## Problem description
Go through the data line by line and count the lines that hold "Debug". Reply with the total only.

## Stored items
——
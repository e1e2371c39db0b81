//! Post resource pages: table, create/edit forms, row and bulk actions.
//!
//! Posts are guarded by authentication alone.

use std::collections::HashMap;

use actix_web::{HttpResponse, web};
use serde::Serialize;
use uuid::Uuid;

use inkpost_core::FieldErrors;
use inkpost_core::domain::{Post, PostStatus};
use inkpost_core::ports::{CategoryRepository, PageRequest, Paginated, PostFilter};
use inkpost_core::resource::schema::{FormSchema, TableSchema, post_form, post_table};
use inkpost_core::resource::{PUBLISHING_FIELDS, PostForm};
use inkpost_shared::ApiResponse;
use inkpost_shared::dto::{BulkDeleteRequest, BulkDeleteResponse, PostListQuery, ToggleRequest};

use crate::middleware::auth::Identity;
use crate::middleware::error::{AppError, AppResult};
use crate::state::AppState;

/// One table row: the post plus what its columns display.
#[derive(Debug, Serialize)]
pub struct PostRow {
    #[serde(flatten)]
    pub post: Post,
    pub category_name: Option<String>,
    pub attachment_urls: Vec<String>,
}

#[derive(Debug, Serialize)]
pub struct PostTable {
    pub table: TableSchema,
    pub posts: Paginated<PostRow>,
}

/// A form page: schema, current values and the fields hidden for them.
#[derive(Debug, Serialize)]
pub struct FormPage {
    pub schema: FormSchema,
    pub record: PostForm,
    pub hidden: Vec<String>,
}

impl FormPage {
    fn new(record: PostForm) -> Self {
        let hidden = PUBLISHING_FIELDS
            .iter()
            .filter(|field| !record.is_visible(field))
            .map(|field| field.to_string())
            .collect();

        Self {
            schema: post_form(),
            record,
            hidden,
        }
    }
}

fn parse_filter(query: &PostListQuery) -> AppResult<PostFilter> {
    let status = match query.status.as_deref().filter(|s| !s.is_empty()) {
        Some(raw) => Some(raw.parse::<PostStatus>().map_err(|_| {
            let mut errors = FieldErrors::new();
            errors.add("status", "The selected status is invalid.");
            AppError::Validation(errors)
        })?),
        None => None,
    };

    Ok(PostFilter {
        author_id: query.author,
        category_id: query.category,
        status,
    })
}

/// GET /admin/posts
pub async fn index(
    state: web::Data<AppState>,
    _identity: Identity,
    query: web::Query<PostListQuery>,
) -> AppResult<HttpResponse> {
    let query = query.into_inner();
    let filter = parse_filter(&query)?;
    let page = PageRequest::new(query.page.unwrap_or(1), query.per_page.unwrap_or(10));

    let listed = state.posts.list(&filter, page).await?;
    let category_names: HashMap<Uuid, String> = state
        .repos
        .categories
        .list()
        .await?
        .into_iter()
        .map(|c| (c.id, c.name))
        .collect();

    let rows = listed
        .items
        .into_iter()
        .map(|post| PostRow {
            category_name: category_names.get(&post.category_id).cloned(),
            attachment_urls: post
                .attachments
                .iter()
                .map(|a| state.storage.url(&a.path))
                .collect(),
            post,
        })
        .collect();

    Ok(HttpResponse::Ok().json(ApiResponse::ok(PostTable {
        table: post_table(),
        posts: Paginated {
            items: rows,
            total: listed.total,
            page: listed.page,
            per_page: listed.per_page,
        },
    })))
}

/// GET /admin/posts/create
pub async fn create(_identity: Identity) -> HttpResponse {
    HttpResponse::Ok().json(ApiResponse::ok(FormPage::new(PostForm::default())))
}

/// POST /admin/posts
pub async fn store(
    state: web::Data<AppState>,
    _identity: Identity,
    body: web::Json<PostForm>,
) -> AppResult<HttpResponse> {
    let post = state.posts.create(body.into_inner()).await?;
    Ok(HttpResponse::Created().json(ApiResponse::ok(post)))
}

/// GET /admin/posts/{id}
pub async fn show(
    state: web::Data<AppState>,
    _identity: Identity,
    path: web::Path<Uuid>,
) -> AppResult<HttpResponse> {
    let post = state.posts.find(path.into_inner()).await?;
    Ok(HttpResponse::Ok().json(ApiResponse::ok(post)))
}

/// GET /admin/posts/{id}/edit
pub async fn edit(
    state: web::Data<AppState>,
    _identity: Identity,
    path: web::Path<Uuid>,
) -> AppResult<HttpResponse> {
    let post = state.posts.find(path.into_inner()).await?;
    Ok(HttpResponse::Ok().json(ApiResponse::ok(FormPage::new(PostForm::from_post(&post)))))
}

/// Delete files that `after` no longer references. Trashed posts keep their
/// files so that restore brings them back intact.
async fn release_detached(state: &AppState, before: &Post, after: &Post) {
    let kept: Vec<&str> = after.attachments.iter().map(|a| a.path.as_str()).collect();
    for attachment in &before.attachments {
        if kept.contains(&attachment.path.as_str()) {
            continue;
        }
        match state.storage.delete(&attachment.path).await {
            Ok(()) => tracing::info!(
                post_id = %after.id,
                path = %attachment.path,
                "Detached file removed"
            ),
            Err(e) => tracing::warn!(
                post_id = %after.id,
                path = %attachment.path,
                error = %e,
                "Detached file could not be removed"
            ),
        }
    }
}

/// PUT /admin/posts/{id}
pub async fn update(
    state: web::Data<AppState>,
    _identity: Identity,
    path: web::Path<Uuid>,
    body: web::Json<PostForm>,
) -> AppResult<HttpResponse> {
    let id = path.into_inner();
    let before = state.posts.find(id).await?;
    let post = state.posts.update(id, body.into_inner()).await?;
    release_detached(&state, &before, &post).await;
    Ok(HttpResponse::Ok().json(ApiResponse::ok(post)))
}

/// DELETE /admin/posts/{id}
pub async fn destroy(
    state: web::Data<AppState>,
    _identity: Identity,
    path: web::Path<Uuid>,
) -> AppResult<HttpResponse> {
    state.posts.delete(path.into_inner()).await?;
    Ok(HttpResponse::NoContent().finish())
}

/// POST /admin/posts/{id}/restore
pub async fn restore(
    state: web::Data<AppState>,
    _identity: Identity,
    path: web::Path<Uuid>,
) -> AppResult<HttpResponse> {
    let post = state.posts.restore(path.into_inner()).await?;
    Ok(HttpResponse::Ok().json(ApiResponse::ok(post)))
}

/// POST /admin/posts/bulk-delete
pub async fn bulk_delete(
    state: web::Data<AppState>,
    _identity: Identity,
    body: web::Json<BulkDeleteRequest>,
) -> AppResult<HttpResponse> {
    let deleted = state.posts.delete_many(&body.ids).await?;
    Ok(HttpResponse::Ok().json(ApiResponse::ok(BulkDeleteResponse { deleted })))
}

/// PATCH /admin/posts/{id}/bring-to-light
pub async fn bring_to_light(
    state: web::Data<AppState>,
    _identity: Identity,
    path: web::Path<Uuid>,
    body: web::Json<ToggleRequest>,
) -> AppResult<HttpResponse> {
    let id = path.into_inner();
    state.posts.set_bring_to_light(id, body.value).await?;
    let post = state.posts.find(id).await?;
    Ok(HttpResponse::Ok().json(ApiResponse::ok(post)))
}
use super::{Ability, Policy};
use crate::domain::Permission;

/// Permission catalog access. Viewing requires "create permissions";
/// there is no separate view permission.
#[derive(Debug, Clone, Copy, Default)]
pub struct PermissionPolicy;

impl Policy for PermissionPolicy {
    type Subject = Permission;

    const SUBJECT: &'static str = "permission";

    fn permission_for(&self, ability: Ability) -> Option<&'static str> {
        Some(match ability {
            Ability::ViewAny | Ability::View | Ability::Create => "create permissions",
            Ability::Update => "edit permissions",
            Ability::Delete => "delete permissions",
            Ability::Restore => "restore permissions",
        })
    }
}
——
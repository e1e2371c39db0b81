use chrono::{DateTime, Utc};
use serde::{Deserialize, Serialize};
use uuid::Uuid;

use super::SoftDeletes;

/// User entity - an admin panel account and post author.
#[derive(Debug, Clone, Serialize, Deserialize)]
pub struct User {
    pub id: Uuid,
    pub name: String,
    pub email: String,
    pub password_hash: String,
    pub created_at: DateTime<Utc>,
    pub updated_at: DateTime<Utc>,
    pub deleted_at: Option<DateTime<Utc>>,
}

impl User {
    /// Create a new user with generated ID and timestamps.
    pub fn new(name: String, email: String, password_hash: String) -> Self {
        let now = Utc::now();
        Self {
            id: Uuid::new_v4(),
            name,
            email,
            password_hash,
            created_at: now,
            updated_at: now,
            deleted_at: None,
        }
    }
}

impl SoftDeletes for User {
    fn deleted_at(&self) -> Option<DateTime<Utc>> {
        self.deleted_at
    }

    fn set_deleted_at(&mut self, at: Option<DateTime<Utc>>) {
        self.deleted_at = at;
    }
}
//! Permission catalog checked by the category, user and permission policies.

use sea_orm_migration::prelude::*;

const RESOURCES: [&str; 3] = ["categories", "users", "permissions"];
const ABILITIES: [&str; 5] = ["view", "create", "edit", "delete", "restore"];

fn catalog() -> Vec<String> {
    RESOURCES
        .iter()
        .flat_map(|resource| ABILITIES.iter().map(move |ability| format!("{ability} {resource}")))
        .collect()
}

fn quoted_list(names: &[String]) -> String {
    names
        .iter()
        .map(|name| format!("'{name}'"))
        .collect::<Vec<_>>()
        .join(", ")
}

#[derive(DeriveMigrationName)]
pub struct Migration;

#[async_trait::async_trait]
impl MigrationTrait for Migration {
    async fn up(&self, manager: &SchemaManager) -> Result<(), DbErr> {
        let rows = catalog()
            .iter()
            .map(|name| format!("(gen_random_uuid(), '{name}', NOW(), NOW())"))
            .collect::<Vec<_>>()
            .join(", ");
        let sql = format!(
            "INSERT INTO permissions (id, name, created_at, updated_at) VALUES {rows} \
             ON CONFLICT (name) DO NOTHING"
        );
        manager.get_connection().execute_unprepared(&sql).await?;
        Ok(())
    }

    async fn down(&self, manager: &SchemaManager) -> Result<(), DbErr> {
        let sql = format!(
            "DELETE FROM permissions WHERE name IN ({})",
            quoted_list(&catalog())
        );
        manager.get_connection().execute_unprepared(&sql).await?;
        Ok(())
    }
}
——
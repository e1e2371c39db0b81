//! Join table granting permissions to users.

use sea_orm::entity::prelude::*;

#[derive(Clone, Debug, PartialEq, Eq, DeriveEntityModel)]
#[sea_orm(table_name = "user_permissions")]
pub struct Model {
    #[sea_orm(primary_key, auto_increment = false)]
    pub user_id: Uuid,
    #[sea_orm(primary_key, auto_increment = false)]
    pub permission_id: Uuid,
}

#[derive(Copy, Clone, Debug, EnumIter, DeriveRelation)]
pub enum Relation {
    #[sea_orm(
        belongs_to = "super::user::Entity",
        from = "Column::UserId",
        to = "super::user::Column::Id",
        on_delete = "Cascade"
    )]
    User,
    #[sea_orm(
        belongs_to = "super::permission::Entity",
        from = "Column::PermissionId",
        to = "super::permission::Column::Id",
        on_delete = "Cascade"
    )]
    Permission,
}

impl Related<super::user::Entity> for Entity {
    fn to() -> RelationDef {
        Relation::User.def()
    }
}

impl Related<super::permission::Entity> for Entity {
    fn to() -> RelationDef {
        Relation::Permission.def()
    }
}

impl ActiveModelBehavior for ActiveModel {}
——
## Expected answer
7